Thursday, January 25, 2018

What's at stake on the mass deportation issue

After the Democrats' humiliating collapse on DACA on Monday, Josh Marshall takes another look at the Trump Administration's current stand on immigration. He analyzes a White House statement yesterday by the shameless press hack Sarah Huckabee Sanders laying out "four pillars" of the Trumpist immigration policy. And he warns:

The core of Trump’s reform is a dramatic reduction of legal immigration and changes which change the ethnic and racial makeup of the immigration which continues.

What is just as important is what is not included. The so-called “comprehensive immigration reform” which was several times pushed and failed over the last decade had two basic pillars: new security and impediments to illegal immigration and some settlement for the more than 10 million undocumented immigrants who are already in the country and in many cases have been here for years or even decades. “DACA” was one portion of that larger whole – what we might call the most “deserving” subsection the 10 to 12 million: undocumented immigrants who came too young to have any choice in the matter and knew no other country than the US, despite not being citizens.

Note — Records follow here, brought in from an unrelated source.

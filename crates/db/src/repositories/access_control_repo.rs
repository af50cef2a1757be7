//! Repository for the append-only `access_controls` table.
//!
//! Only inserts and reads exist; records are never updated or deleted.

use accessgate_core::types::DbId;
use sqlx::types::Json;
use sqlx::PgPool;

use crate::models::access_control::{AccessControl, AccessControlListQuery, NewAccessControl};

const COLUMNS: &str = "\
    id, tenant_id, release_id, person, access_point, responsible, \
    direction, observation, actions, created_at";

const MAX_LIMIT: i64 = 100;
const DEFAULT_LIMIT: i64 = 50;

pub struct AccessControlRepo;

impl AccessControlRepo {
    pub async fn create(
        pool: &PgPool,
        input: &NewAccessControl,
    ) -> Result<AccessControl, sqlx::Error> {
        let query = format!(
            "INSERT INTO access_controls \
                (tenant_id, release_id, person, access_point, responsible, \
                 direction, observation, actions) \
             VALUES ($1, $2, $3, $4, $5, $6, $7, $8) \
             RETURNING {COLUMNS}"
        );
        sqlx::query_as::<_, AccessControl>(&query)
            .bind(input.tenant_id)
            .bind(input.release_id)
            .bind(Json(&input.person))
            .bind(Json(&input.access_point))
            .bind(input.responsible.as_ref().map(Json))
            .bind(&input.direction)
            .bind(&input.observation)
            .bind(Json(vec![input.created.clone()]))
            .fetch_one(pool)
            .await
    }

    pub async fn list(
        pool: &PgPool,
        tenant_id: DbId,
        params: &AccessControlListQuery,
    ) -> Result<Vec<AccessControl>, sqlx::Error> {
        let limit = params.limit.unwrap_or(DEFAULT_LIMIT).clamp(1, MAX_LIMIT);
        let offset = params.offset.unwrap_or(0).max(0);
        let query = format!(
            "SELECT {COLUMNS} FROM access_controls \
             WHERE tenant_id = $1 AND ($2::BIGINT IS NULL OR release_id = $2) \
             ORDER BY created_at DESC, id DESC \
             LIMIT $3 OFFSET $4"
        );
        sqlx::query_as::<_, AccessControl>(&query)
            .bind(tenant_id)
            .bind(params.release_id)
            .bind(limit)
            .bind(offset)
            .fetch_all(pool)
            .await
    }
}
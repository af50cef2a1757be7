//! Domain model structs and DTOs.
//!
//! Each submodule contains:
//! - A `FromRow` + `Serialize` entity struct matching the database row
//! - An insert DTO built by the lifecycle engine
//! - List query parameters where the resource is listable

pub mod access_control;
pub mod access_release;
pub mod push_notification;
pub mod status;
pub mod sync_job;
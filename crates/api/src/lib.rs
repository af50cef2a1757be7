//! Access gate API server library.
//!
//! Exposes the building blocks (config, state, error handling, lifecycle
//! engine, background scheduling, routes) so integration tests and the
//! binary entrypoint can both reach them.

pub mod background;
pub mod config;
pub mod engine;
pub mod error;
pub mod handlers;
pub mod middleware;
pub mod response;
pub mod router;
pub mod routes;
pub mod state;
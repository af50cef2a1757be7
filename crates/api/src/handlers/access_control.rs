//! Handlers for the `/access-controls` resource (append-only).

use accessgate_db::models::access_control::AccessControlListQuery;
use axum::extract::{Query, State};
use axum::http::StatusCode;
use axum::response::IntoResponse;
use axum::Json;

use crate::engine::recorder::RecordAccess;
use crate::error::AppResult;
use crate::middleware::tenant::RequestContext;
use crate::response::DataResponse;
use crate::state::AppState;

/// POST /api/v1/access-controls
pub async fn record_access(
    ctx: RequestContext,
    State(state): State<AppState>,
    Json(input): Json<RecordAccess>,
) -> AppResult<impl IntoResponse> {
    let record = state
        .engine
        .recorder
        .record(ctx.tenant_id, ctx.actor_id, input)
        .await?;
    Ok((StatusCode::CREATED, Json(DataResponse { data: record })))
}

/// GET /api/v1/access-controls
pub async fn list_access_controls(
    ctx: RequestContext,
    State(state): State<AppState>,
    Query(params): Query<AccessControlListQuery>,
) -> AppResult<impl IntoResponse> {
    let records = state.engine.recorder.list(ctx.tenant_id, &params).await?;
    Ok(Json(DataResponse { data: records }))
}
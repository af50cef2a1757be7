use async_trait::async_trait;

use crate::api::EquipmentError;
use crate::messages::{
    AddAccessRequest, RemoveAccessRequest, WeekPlanTemplateRequest, WorkScheduleRequest,
};

/// Commands the lifecycle engine sends to access controllers.
///
/// Implemented by [`EquipmentApi`](crate::api::EquipmentApi) in production
/// and by in-memory fakes in tests.
#[async_trait]
pub trait EquipmentGateway: Send + Sync {
    async fn add_access(&self, request: &AddAccessRequest) -> Result<(), EquipmentError>;

    async fn remove_access(&self, request: &RemoveAccessRequest) -> Result<(), EquipmentError>;

    async fn add_week_plan_template(
        &self,
        request: &WeekPlanTemplateRequest,
    ) -> Result<(), EquipmentError>;

    async fn add_work_schedule(&self, request: &WorkScheduleRequest) -> Result<(), EquipmentError>;

    /// Confirm a device IP is reachable before accepting it.
    async fn health_check(&self, ip: &str) -> Result<(), EquipmentError>;
}
fn seed_release(
    releases: &mut Vec<AccessRelease>,
    person_id: DbId,
    status: ReleaseStatus,
    init_date: Timestamp,
    end_date: Timestamp,
) -> AccessRelease {
    let now = Utc::now();
    let release = AccessRelease {
        id: releases.len() as DbId + 1,
        tenant_id: TENANT,
        person_id,
        person_type_id: VISITOR_TYPE,
        responsible_id: Some(HOST),
        area_ids: vec![LOBBY],
        access_point_id: Some(MAIN_GATE),
        release_type: "manual".into(),
        status_id: status.id(),
        init_date,
        end_date,
        single_access: false,
        work_schedule_codes: vec![1],
        invitation_id: None,
        actions: Json(vec![ReleaseAction::new("create", now, None)]),
        deleted_at: None,
        created_at: now,
        updated_at: now,
    };
    releases.push(release.clone());
    release
}

fn active_for(releases: &[AccessRelease], person_id: DbId, tenant_id: DbId) -> Option<&AccessRelease> {
    releases.iter().find(|r| {
        r.person_id == person_id && r.tenant_id == tenant_id && r.status_id == ReleaseStatus::Active.id()
    })
}

#[async_trait]
impl ReleaseStore for MemoryStore {
    async fn create_scheduled(
        &self,
        input: &NewAccessRelease,
    ) -> Result<CreateOutcome, sqlx::Error> {
        let mut releases = self.releases.lock().unwrap();
        if let Some(active) = active_for(&releases, input.person_id, input.tenant_id) {
            return Ok(CreateOutcome::ActiveExists(active.id));
        }
        let now = Utc::now();
        let release = AccessRelease {
            id: releases.len() as DbId + 1,
            tenant_id: input.tenant_id,
            person_id: input.person_id,
            person_type_id: input.person_type_id,
            responsible_id: input.responsible_id,
            area_ids: input.area_ids.clone(),
            access_point_id: input.access_point_id,
            release_type: input.release_type.clone(),
            status_id: ReleaseStatus::Scheduled.id(),
            init_date: input.init_date,
            end_date: input.end_date,
            single_access: input.single_access,
            work_schedule_codes: input.work_schedule_codes.clone(),
            invitation_id: input.invitation_id,
            actions: Json(vec![input.created.clone()]),
            deleted_at: None,
            created_at: now,
            updated_at: now,
        };
        releases.push(release.clone());
        Ok(CreateOutcome::Created(release))
    }

    async fn find_by_id(
        &self,
        id: DbId,
        tenant_id: DbId,
    ) -> Result<Option<AccessRelease>, sqlx::Error> {
        Ok(self
            .releases
            .lock()
            .unwrap()
            .iter()
            .find(|r| r.id == id && r.tenant_id == tenant_id)
            .cloned())
    }

    async fn find_by_id_unscoped(&self, id: DbId) -> Result<Option<AccessRelease>, sqlx::Error> {
        Ok(self.releases.lock().unwrap().iter().find(|r| r.id == id).cloned())
    }

    async fn find_active_for_person(
        &self,
        person_id: DbId,
        tenant_id: DbId,
    ) -> Result<Option<AccessRelease>, sqlx::Error> {
        Ok(active_for(&self.releases.lock().unwrap(), person_id, tenant_id).cloned())
    }

    async fn list_open_for_person(
        &self,
        person_id: DbId,
        tenant_id: DbId,
    ) -> Result<Vec<AccessRelease>, sqlx::Error> {
        Ok(self
            .releases
            .lock()
            .unwrap()
            .iter()
            .filter(|r| {
                r.person_id == person_id
                    && r.tenant_id == tenant_id
                    && (r.is_scheduled() || r.is_active())
            })
            .cloned()
            .collect())
    }

    async fn list(
        &self,
        tenant_id: DbId,
        params: &ReleaseListQuery,
    ) -> Result<Vec<AccessRelease>, sqlx::Error> {
        let mut found: Vec<_> = self
            .releases
            .lock()
            .unwrap()
            .iter()
            .filter(|r| r.tenant_id == tenant_id)
            .filter(|r| params.person_id.is_none_or(|p| r.person_id == p))
            .filter(|r| match params.status_id {
                Some(status) => r.status_id == status,
                None => r.status_id != ReleaseStatus::Deleted.id(),
            })
            .cloned()
            .collect();
        found.reverse();
        Ok(found)
    }

    async fn transition(
        &self,
        id: DbId,
        from: ReleaseStatus,
        to: ReleaseStatus,
        action: &ReleaseAction,
    ) -> Result<Transition, sqlx::Error> {
        let mut releases = self.releases.lock().unwrap();
        let Some(index) = releases
            .iter()
            .position(|r| r.id == id && r.status_id == from.id())
        else {
            return Ok(Transition::Stale);
        };
        if to == ReleaseStatus::Active {
            if let Some(person_id) = self.rival_activation.lock().unwrap().take() {
                let (init, end) = (releases[index].init_date, releases[index].end_date);
                seed_release(&mut releases, person_id, ReleaseStatus::Active, init, end);
            }
            let target = &releases[index];
            if active_for(&releases, target.person_id, target.tenant_id).is_some() {
                return Ok(Transition::ActiveExists);
            }
        }
        let release = &mut releases[index];
        release.status_id = to.id();
        release.actions.0.push(action.clone());
        release.updated_at = Utc::now();
        if to == ReleaseStatus::Deleted {
            release.deleted_at = Some(Utc::now());
        }
        Ok(Transition::Applied(release.clone()))
    }

    async fn list_due_activations(
        &self,
        before: Timestamp,
    ) -> Result<Vec<AccessRelease>, sqlx::Error> {
        Ok(self
            .releases
            .lock()
            .unwrap()
            .iter()
            .filter(|r| r.is_scheduled() && r.init_date < before)
            .cloned()
            .collect())
    }

    async fn list_due_expirations(
        &self,
        before: Timestamp,
    ) -> Result<Vec<AccessRelease>, sqlx::Error> {
        Ok(self
            .releases
            .lock()
            .unwrap()
            .iter()
            .filter(|r| (r.is_scheduled() || r.is_active()) && r.end_date < before)
            .cloned()
            .collect())
    }

    async fn list_active_by_person_types(
        &self,
        tenant_id: DbId,
        person_type_ids: &[DbId],
    ) -> Result<Vec<AccessRelease>, sqlx::Error> {
        Ok(self
            .releases
            .lock()
            .unwrap()
            .iter()
            .filter(|r| {
                r.tenant_id == tenant_id
                    && r.is_active()
                    && person_type_ids.contains(&r.person_type_id)
            })
            .cloned()
            .collect())
    }
}
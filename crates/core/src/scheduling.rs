//! Wall-clock rules for time-driven release transitions.
//!
//! Release dates are stored and compared in UTC. The only place a local
//! timezone matters is the definition of "today": the daily reconciliation
//! sweep runs at local midnight and covers everything due before the next
//! one. The offset is explicit configuration, never implied.

use chrono::{Duration, FixedOffset, NaiveTime, Offset, TimeZone, Utc};

use crate::error::CoreError;
use crate::types::Timestamp;

/// Default local offset for "today" (UTC-03:00).
pub const DEFAULT_UTC_OFFSET_MINUTES: i32 = -180;

/// Default delay added to a one-off timer so it fires after its target.
pub const DEFAULT_TIMER_SKEW_SECS: i64 = 1;

/// Calendar helper for the scheduler.
#[derive(Debug, Clone, Copy)]
pub struct ScheduleClock {
    offset: FixedOffset,
    skew: Duration,
}

impl Default for ScheduleClock {
    fn default() -> Self {
        Self {
            offset: FixedOffset::east_opt(DEFAULT_UTC_OFFSET_MINUTES * 60)
                .unwrap_or_else(|| Utc.fix()),
            skew: Duration::seconds(DEFAULT_TIMER_SKEW_SECS),
        }
    }
}

impl ScheduleClock {
    /// Build a clock from a UTC offset in minutes (east positive) and a
    /// timer skew in seconds.
    pub fn new(utc_offset_minutes: i32, skew_secs: i64) -> Result<Self, CoreError> {
        let offset = FixedOffset::east_opt(utc_offset_minutes * 60).ok_or_else(|| {
            CoreError::Validation(format!(
                "UTC offset of {utc_offset_minutes} minutes is out of range"
            ))
        })?;
        let skew = Duration::try_seconds(skew_secs)
            .filter(|skew| *skew >= Duration::zero())
            .ok_or_else(|| {
                CoreError::Validation(format!(
                    "Timer skew must be a non-negative number of seconds, got {skew_secs}"
                ))
            })?;
        Ok(Self { offset, skew })
    }

    pub fn offset(&self) -> FixedOffset {
        self.offset
    }

    /// UTC bounds `[start, end)` of the local day containing `now`.
    pub fn local_day_bounds(&self, now: Timestamp) -> (Timestamp, Timestamp) {
        let local_date = now.with_timezone(&self.offset).date_naive();
        let start = self
            .offset
            .from_local_datetime(&local_date.and_time(NaiveTime::MIN))
            .single()
            .map(|dt| dt.with_timezone(&Utc))
            .unwrap_or(now);
        (start, start + Duration::days(1))
    }

    /// The next local midnight strictly after `now`, in UTC.
    pub fn next_local_midnight(&self, now: Timestamp) -> Timestamp {
        self.local_day_bounds(now).1
    }

    /// Whether `at` falls before the next daily sweep, i.e. is due "today".
    pub fn due_today(&self, at: Timestamp, now: Timestamp) -> bool {
        at < self.next_local_midnight(now)
    }

    /// Instant a one-off timer for `target` should fire.
    pub fn fire_at(&self, target: Timestamp) -> Timestamp {
        target + self.skew
    }

    /// How long to sleep from `now` before firing the timer for `target`.
    /// Zero when the target has already passed.
    pub fn delay_until(&self, target: Timestamp, now: Timestamp) -> std::time::Duration {
        (self.fire_at(target) - now)
            .to_std()
            .unwrap_or(std::time::Duration::ZERO)
    }
}

#[cfg(test)]
mod tests {
    use assert_matches::assert_matches;

    use super::*;

    fn utc(day: u32, hour: u32, minute: u32) -> Timestamp {
        Utc.with_ymd_and_hms(2026, 5, day, hour, minute, 0).unwrap()
    }

    #[test]
    fn default_clock_uses_utc_minus_three() {
        let clock = ScheduleClock::default();
        assert_eq!(clock.offset().local_minus_utc(), -3 * 3600);
    }

    #[test]
    fn local_midnight_at_minus_three_is_three_am_utc() {
        let clock = ScheduleClock::new(-180, 0).unwrap();
        // 01:00 UTC on the 10th is still the 9th locally (22:00).
        assert_eq!(clock.next_local_midnight(utc(10, 1, 0)), utc(10, 3, 0));
        // 04:00 UTC on the 10th is the 10th locally.
        assert_eq!(clock.next_local_midnight(utc(10, 4, 0)), utc(11, 3, 0));
    }

    #[test]
    fn day_bounds_span_twenty_four_hours() {
        let clock = ScheduleClock::new(120, 0).unwrap();
        let (start, end) = clock.local_day_bounds(utc(10, 12, 0));
        assert_eq!(start, utc(9, 22, 0));
        assert_eq!(end - start, Duration::days(1));
    }

    #[test]
    fn utc_clock_has_no_shift() {
        let clock = ScheduleClock::new(0, 0).unwrap();
        assert_eq!(clock.next_local_midnight(utc(10, 23, 59)), utc(11, 0, 0));
    }

    #[test]
    fn due_today_stops_at_next_local_midnight() {
        let clock = ScheduleClock::new(-180, 0).unwrap();
        let now = utc(10, 12, 0);
        assert!(clock.due_today(utc(11, 2, 59), now));
        assert!(!clock.due_today(utc(11, 3, 0), now));
    }

    #[test]
    fn delay_includes_skew_and_saturates_at_zero() {
        let clock = ScheduleClock::new(0, 2).unwrap();
        let now = utc(10, 12, 0);
        assert_eq!(
            clock.delay_until(utc(10, 12, 1), now),
            std::time::Duration::from_secs(62)
        );
        assert_eq!(
            clock.delay_until(utc(10, 11, 0), now),
            std::time::Duration::ZERO
        );
    }

    #[test]
    fn out_of_range_offset_is_rejected() {
        assert!(ScheduleClock::new(24 * 60, 0).is_err());
        assert!(ScheduleClock::new(0, -1).is_err());
    }

    #[test]
    fn unrepresentable_skew_is_rejected() {
        assert_matches!(ScheduleClock::new(0, i64::MAX), Err(CoreError::Validation(_)));
    }
}
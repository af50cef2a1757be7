//! Entry/exit recording.
//!
//! A record is only written for a person holding an active release that
//! covers the access point. People seen without one are revoked from
//! equipment in the background, since a device that still lets them in is
//! out of sync.
//!
//! A single-access release admits one entry and ends when its holder's
//! exit is recorded.

use std::sync::Arc;

use accessgate_core::access_control::{
    point_in_scope, validate_direction, AccessPointSnapshot, PersonSnapshot, DIRECTION_ENTRY,
    DIRECTION_EXIT,
};
use accessgate_core::directory::{Directory, PushNotification, PUSH_ACCESS_ENTRY};
use accessgate_core::error::CoreError;
use accessgate_core::release::{ReleaseAction, ACTION_CREATE};
use accessgate_core::types::DbId;
use accessgate_db::models::access_control::{
    AccessControl, AccessControlListQuery, NewAccessControl,
};
use chrono::Utc;
use serde::Deserialize;
use validator::Validate;

use crate::engine::release::ReleaseService;
use crate::engine::store::{AccessControlStore, ReleaseStore};
use crate::engine::sync::SyncCoordinator;
use crate::error::AppResult;

/// Body of `POST /api/v1/access-controls`.
#[derive(Debug, Clone, Deserialize, Validate)]
pub struct RecordAccess {
    pub person_id: DbId,
    pub access_point_id: DbId,
    pub direction: String,
    #[validate(length(max = 1000))]
    pub observation: Option<String>,
    /// Defaults to the release's responsible person.
    pub responsible_id: Option<DbId>,
}

#[derive(Clone)]
pub struct AccessControlRecorder {
    controls: Arc<dyn AccessControlStore>,
    releases: Arc<dyn ReleaseStore>,
    directory: Directory,
    sync: SyncCoordinator,
    lifecycle: ReleaseService,
}

impl AccessControlRecorder {
    pub fn new(
        controls: Arc<dyn AccessControlStore>,
        releases: Arc<dyn ReleaseStore>,
        directory: Directory,
        sync: SyncCoordinator,
        lifecycle: ReleaseService,
    ) -> Self {
        Self {
            controls,
            releases,
            directory,
            sync,
            lifecycle,
        }
    }

    pub async fn record(
        &self,
        tenant_id: DbId,
        actor: Option<DbId>,
        input: RecordAccess,
    ) -> AppResult<AccessControl> {
        input.validate().map_err(CoreError::from)?;
        validate_direction(&input.direction)?;

        let person = self.directory.person(input.person_id, tenant_id).await?;
        let point = self
            .directory
            .access_point(input.access_point_id, tenant_id)
            .await?;

        let Some(release) = self
            .releases
            .find_active_for_person(person.id, tenant_id)
            .await?
        else {
            tracing::warn!(
                person_id = person.id,
                access_point_id = point.id,
                "Access attempt without an active release, revoking from equipment"
            );
            let person_id = person.id;
            self.sync.revoke_in_background(person);
            return Err(CoreError::NotFound {
                entity: "ActiveAccessRelease",
                id: person_id,
            }
            .into());
        };

        if !point_in_scope(&point, &release.area_ids, release.access_point_id) {
            return Err(CoreError::Conflict(format!(
                "Access point {} is not covered by access release {}",
                point.id, release.id
            ))
            .into());
        }

        if release.single_access
            && input.direction == DIRECTION_ENTRY
            && self.has_entry(tenant_id, release.id).await?
        {
            return Err(CoreError::Conflict(format!(
                "Single-access release {} has already been used for an entry",
                release.id
            ))
            .into());
        }

        let responsible = match input.responsible_id.or(release.responsible_id) {
            Some(id) => self
                .directory
                .people
                .find_by_id(id, tenant_id)
                .await?
                .map(|p| PersonSnapshot::from(&p)),
            None => None,
        };

        let record = self
            .controls
            .create(&NewAccessControl {
                tenant_id,
                release_id: release.id,
                person: PersonSnapshot::from(&person),
                access_point: AccessPointSnapshot::from(&point),
                responsible,
                direction: input.direction,
                observation: input.observation,
                created: ReleaseAction::new(ACTION_CREATE, Utc::now(), actor),
            })
            .await?;

        tracing::info!(
            access_control_id = record.id,
            release_id = release.id,
            person_id = person.id,
            access_point_id = point.id,
            direction = %record.direction,
            "Access recorded"
        );

        if record.direction == DIRECTION_ENTRY {
            if let Some(recipient_id) = release.responsible_id {
                self.directory.notifier.notify(PushNotification {
                    kind: PUSH_ACCESS_ENTRY.to_string(),
                    tenant_id,
                    recipient_id,
                    title: "Visitor arrived".to_string(),
                    body: format!("{} entered through {}", person.name, point.name),
                    payload: serde_json::json!({
                        "access_control_id": record.id,
                        "release_id": release.id,
                        "person_id": person.id,
                        "access_point_id": point.id,
                    }),
                });
            }
        }

        if release.single_access && record.direction == DIRECTION_EXIT {
            let release_id = release.id;
            if let Err(e) = self
                .lifecycle
                .complete_single_access(release, person, actor)
                .await
            {
                tracing::error!(release_id, error = %e, "Failed to end single-access release");
            }
        }

        Ok(record)
    }

    async fn has_entry(&self, tenant_id: DbId, release_id: DbId) -> AppResult<bool> {
        let params = AccessControlListQuery {
            release_id: Some(release_id),
            limit: None,
            offset: None,
        };
        let records = self.controls.list(tenant_id, &params).await?;
        Ok(records.iter().any(|r| r.direction == DIRECTION_ENTRY))
    }

    pub async fn list(
        &self,
        tenant_id: DbId,
        params: &AccessControlListQuery,
    ) -> AppResult<Vec<AccessControl>> {
        Ok(self.controls.list(tenant_id, params).await?)
    }
}
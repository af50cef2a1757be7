//! Entry/exit record entity. Records are immutable once written.

use accessgate_core::access_control::{AccessPointSnapshot, PersonSnapshot};
use accessgate_core::release::ReleaseAction;
use accessgate_core::types::{DbId, Timestamp};
use serde::{Deserialize, Serialize};
use sqlx::types::Json;
use sqlx::FromRow;

/// A row from the `access_controls` table.
#[derive(Debug, Clone, FromRow, Serialize)]
pub struct AccessControl {
    pub id: DbId,
    pub tenant_id: DbId,
    pub release_id: DbId,
    pub person: Json<PersonSnapshot>,
    pub access_point: Json<AccessPointSnapshot>,
    pub responsible: Option<Json<PersonSnapshot>>,
    pub direction: String,
    pub observation: Option<String>,
    pub actions: Json<Vec<ReleaseAction>>,
    pub created_at: Timestamp,
}

#[derive(Debug, Clone)]
pub struct NewAccessControl {
    pub tenant_id: DbId,
    pub release_id: DbId,
    pub person: PersonSnapshot,
    pub access_point: AccessPointSnapshot,
    pub responsible: Option<PersonSnapshot>,
    pub direction: String,
    pub observation: Option<String>,
    pub created: ReleaseAction,
}

/// Query parameters for `GET /api/v1/access-controls`.
#[derive(Debug, Default, Deserialize)]
pub struct AccessControlListQuery {
    pub release_id: Option<DbId>,
    pub limit: Option<i64>,
    pub offset: Option<i64>,
}
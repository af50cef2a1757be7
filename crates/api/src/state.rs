use std::sync::Arc;

use crate::config::ServerConfig;
use crate::engine::Engine;

/// Shared application state available to all Axum handlers via `State<AppState>`.
///
/// Cheaply cloneable: every field is an `Arc` or a handle over one.
#[derive(Clone)]
pub struct AppState {
    pub pool: accessgate_db::DbPool,
    pub config: Arc<ServerConfig>,
    /// Release lifecycle, equipment sync, and access recording services.
    pub engine: Engine,
}
//! One-active-release rule checks.
//!
//! The database partial unique index is the final guard; these checks give
//! callers a domain error with the offending release id before it comes to
//! that.

use std::sync::Arc;

use accessgate_core::error::CoreError;
use accessgate_core::release::overlapping;
use accessgate_core::types::{DbId, Timestamp};
use accessgate_db::models::access_release::AccessRelease;

use crate::engine::store::ReleaseStore;
use crate::error::AppResult;

#[derive(Clone)]
pub struct ConflictValidator {
    releases: Arc<dyn ReleaseStore>,
}

impl ConflictValidator {
    pub fn new(releases: Arc<dyn ReleaseStore>) -> Self {
        Self { releases }
    }

    /// Reject when the person already holds an active release.
    pub async fn ensure_no_active_release(&self, person_id: DbId, tenant_id: DbId) -> AppResult<()> {
        if let Some(active) = self
            .releases
            .find_active_for_person(person_id, tenant_id)
            .await?
        {
            return Err(CoreError::Conflict(format!(
                "Person {person_id} already has an active access release ({})",
                active.id
            ))
            .into());
        }
        Ok(())
    }

    /// The active release of the same person, if it is not `release` itself.
    pub async fn find_other_active(&self, release: &AccessRelease) -> AppResult<Option<AccessRelease>> {
        let active = self
            .releases
            .find_active_for_person(release.person_id, release.tenant_id)
            .await?;
        Ok(active.filter(|other| other.id != release.id))
    }

    /// Open releases whose window overlaps the candidate. Overlaps are
    /// allowed; they are only reported.
    pub async fn overlapping_releases(
        &self,
        person_id: DbId,
        tenant_id: DbId,
        window: (Timestamp, Timestamp),
    ) -> AppResult<Vec<DbId>> {
        let open = self
            .releases
            .list_open_for_person(person_id, tenant_id)
            .await?;
        let windows: Vec<_> = open
            .iter()
            .map(|r| (r.id, r.init_date, r.end_date))
            .collect();
        let ids = overlapping(&windows, window);
        if !ids.is_empty() {
            tracing::warn!(
                person_id,
                tenant_id,
                overlapping = ?ids,
                "New access release overlaps existing open releases"
            );
        }
        Ok(ids)
    }
}
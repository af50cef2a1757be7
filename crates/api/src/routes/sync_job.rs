use axum::routing::get;
use axum::Router;

use crate::handlers::sync_job;
use crate::state::AppState;

/// Routes mounted at `/sync-jobs`. Read-only: jobs are created by sync
/// requests and mutated only by the worker.
pub fn router() -> Router<AppState> {
    Router::new()
        .route("/", get(sync_job::list_jobs))
        .route("/{id}", get(sync_job::get_job))
}
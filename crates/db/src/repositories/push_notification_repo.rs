//! Repository for the `push_notifications` outbox.

use accessgate_core::directory::PushNotification;
use accessgate_core::types::DbId;
use sqlx::PgPool;

use crate::models::push_notification::PushNotificationRow;

const COLUMNS: &str =
    "id, tenant_id, recipient_id, kind, title, body, payload, delivered_at, created_at";

pub struct PushNotificationRepo;

impl PushNotificationRepo {
    /// Queue a notification for delivery, returning the generated ID.
    pub async fn insert(pool: &PgPool, notification: &PushNotification) -> Result<DbId, sqlx::Error> {
        sqlx::query_scalar(
            "INSERT INTO push_notifications (tenant_id, recipient_id, kind, title, body, payload) \
             VALUES ($1, $2, $3, $4, $5, $6) \
             RETURNING id",
        )
        .bind(notification.tenant_id)
        .bind(notification.recipient_id)
        .bind(&notification.kind)
        .bind(&notification.title)
        .bind(&notification.body)
        .bind(&notification.payload)
        .fetch_one(pool)
        .await
    }

    /// Undelivered notifications for a recipient, oldest first.
    pub async fn list_pending_for_recipient(
        pool: &PgPool,
        tenant_id: DbId,
        recipient_id: DbId,
    ) -> Result<Vec<PushNotificationRow>, sqlx::Error> {
        let query = format!(
            "SELECT {COLUMNS} FROM push_notifications \
             WHERE tenant_id = $1 AND recipient_id = $2 AND delivered_at IS NULL \
             ORDER BY created_at ASC"
        );
        sqlx::query_as::<_, PushNotificationRow>(&query)
            .bind(tenant_id)
            .bind(recipient_id)
            .fetch_all(pool)
            .await
    }
}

Trump’s pillars don’t explicitly say these 10 to 12 million people must all be deported. But that’s the upshot. And it seems unlikely that we’ll remain in the status quo of the last dozen years or so. Trump is on record for mass deportation and he’s shown for a year that he is as good as his word. We don’t need to guess. Mass deportation is already the policy and practice. [my emphasis in bold]
A disgraceful policy aimed as seriously hurting millions of people is underway.

If the Democrats are unwilling to use every means of leverage they have to stop this, the rot in the party is far worse than even most pessimists imagined.